── The input

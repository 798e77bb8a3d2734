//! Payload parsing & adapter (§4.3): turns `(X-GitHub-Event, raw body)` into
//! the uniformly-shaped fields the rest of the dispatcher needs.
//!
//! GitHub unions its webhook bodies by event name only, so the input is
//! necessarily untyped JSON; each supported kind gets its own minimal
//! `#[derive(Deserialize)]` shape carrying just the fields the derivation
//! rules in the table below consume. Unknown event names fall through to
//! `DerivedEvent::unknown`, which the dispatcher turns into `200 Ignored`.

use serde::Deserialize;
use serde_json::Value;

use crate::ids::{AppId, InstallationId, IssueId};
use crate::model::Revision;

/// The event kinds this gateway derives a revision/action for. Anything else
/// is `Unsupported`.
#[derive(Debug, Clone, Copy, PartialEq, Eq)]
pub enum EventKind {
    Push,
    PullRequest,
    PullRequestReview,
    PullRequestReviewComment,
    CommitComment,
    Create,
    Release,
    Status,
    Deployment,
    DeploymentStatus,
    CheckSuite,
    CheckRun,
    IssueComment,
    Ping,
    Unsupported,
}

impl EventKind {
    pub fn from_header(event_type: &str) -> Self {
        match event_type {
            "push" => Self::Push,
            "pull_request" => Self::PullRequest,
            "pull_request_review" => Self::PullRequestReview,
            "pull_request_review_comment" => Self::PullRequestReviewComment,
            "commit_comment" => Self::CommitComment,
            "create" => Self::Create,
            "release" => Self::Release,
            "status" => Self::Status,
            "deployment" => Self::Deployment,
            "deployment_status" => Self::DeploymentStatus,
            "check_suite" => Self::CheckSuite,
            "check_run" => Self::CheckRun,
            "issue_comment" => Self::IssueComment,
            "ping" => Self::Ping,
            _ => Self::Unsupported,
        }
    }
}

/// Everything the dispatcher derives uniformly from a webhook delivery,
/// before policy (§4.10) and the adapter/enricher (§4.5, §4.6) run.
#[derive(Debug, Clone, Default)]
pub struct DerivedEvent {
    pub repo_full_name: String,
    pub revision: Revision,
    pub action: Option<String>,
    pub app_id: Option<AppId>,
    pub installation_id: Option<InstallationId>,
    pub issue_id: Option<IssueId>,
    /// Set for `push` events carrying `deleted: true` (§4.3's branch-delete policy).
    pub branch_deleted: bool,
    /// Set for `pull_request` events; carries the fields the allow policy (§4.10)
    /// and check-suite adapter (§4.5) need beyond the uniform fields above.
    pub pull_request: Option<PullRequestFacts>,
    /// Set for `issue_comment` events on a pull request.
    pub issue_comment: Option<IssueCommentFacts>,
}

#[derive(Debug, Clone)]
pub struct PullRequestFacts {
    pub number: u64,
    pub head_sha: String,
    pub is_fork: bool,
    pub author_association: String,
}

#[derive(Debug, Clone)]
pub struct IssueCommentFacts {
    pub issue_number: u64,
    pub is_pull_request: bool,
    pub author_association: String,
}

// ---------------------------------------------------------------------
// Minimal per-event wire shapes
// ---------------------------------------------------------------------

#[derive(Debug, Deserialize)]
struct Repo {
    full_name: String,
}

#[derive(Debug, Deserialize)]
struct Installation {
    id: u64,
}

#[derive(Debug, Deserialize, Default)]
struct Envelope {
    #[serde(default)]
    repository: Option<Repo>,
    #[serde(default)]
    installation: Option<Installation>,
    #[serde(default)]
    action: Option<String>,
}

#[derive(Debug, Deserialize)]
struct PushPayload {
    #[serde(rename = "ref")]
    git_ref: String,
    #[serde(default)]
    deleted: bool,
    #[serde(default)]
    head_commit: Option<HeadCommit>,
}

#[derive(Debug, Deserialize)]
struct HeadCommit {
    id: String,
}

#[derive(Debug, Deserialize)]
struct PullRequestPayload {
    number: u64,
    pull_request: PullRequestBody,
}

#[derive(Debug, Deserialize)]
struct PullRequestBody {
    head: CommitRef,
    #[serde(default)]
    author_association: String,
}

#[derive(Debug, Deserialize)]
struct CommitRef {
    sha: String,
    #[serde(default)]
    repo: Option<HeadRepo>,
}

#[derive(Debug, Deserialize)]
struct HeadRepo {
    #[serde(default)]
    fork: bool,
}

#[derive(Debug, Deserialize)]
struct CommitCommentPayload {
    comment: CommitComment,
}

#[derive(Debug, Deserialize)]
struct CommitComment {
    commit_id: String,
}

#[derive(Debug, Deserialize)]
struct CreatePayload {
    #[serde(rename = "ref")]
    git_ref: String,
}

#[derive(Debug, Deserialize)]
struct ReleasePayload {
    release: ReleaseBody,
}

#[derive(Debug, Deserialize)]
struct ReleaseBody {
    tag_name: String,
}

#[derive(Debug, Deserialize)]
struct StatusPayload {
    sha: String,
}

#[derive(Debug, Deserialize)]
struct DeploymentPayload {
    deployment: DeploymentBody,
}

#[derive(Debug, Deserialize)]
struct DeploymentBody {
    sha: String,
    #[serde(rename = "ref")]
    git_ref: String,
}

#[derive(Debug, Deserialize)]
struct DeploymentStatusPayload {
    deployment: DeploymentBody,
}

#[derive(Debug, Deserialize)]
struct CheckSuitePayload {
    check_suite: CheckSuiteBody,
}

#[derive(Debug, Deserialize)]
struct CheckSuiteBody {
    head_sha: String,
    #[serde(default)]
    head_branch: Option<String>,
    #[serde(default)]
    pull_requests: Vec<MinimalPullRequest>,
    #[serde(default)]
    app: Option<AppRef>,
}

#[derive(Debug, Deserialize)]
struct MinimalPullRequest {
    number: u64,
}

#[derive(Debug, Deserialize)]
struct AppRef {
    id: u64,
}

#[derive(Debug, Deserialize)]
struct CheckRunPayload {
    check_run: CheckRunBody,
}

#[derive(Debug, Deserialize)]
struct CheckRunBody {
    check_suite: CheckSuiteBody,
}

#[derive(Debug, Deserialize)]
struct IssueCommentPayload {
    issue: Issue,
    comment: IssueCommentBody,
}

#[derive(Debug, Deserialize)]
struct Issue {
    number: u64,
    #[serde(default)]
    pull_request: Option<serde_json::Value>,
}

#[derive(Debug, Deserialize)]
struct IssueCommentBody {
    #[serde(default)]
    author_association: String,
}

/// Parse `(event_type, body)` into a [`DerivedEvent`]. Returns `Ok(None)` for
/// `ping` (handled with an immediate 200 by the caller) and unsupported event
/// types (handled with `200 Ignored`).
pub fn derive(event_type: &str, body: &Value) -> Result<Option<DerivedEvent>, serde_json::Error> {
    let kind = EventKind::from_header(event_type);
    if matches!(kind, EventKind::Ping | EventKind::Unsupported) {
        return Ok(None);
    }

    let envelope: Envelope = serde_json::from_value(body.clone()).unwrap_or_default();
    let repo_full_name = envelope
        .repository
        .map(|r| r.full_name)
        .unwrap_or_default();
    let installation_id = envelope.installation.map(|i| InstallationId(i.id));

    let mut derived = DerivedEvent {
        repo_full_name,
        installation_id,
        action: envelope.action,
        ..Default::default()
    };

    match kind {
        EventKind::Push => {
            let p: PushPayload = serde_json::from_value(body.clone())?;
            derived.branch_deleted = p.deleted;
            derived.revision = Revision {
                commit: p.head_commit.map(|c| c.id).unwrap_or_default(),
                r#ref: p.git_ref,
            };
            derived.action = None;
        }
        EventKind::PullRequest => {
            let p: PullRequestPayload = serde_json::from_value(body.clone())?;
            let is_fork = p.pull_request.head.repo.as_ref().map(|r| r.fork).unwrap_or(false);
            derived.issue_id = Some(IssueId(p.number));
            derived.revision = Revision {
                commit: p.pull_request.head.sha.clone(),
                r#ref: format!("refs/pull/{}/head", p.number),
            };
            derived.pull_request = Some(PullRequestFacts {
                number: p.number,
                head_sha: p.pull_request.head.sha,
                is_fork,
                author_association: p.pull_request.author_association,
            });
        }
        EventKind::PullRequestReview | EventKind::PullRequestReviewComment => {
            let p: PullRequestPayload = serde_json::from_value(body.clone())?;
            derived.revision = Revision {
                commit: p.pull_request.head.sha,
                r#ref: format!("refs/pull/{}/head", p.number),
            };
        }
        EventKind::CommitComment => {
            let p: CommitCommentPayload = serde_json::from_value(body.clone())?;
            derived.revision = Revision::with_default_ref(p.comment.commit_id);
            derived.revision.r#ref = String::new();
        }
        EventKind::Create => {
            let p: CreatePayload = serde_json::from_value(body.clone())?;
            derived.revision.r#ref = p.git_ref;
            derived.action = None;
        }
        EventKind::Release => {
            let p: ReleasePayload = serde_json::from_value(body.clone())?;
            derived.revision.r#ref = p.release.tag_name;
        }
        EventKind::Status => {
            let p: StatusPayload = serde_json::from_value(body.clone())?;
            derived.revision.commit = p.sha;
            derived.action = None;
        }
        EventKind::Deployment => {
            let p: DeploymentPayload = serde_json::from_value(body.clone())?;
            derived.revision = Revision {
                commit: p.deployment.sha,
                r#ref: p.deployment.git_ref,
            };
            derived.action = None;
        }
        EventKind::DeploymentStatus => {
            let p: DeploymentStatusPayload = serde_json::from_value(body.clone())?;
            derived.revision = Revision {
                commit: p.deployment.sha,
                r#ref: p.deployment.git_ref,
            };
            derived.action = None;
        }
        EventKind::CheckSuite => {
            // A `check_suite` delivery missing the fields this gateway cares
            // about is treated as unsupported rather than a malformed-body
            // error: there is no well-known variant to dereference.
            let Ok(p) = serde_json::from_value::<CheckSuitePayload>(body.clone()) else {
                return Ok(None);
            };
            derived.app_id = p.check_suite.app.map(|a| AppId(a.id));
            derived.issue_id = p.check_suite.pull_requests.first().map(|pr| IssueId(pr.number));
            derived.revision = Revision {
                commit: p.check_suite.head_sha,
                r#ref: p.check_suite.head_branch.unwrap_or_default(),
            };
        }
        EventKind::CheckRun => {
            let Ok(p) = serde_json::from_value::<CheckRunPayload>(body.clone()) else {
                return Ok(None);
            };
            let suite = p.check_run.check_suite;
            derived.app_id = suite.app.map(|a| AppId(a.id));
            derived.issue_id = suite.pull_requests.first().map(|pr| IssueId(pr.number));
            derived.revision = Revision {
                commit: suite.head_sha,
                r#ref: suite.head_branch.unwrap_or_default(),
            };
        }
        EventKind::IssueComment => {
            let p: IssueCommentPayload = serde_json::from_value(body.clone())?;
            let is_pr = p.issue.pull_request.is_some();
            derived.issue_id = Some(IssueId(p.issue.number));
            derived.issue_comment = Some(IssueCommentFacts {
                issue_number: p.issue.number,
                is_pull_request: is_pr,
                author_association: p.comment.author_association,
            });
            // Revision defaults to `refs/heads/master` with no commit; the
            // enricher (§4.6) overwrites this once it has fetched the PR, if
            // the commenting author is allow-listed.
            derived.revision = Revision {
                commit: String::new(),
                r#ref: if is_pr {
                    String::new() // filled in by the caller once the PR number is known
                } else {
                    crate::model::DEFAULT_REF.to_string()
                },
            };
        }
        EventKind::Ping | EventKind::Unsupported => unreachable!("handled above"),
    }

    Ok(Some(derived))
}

────

Your objective: Search the entries above for lines containing the word "events", and copy each one.

Task output:
    /// Set for `push` events carrying `deleted: true` (§4.3's branch-delete policy).
    /// Set for `pull_request` events; carries the fields the allow policy (§4.10)
    /// Set for `issue_comment` events on a pull request.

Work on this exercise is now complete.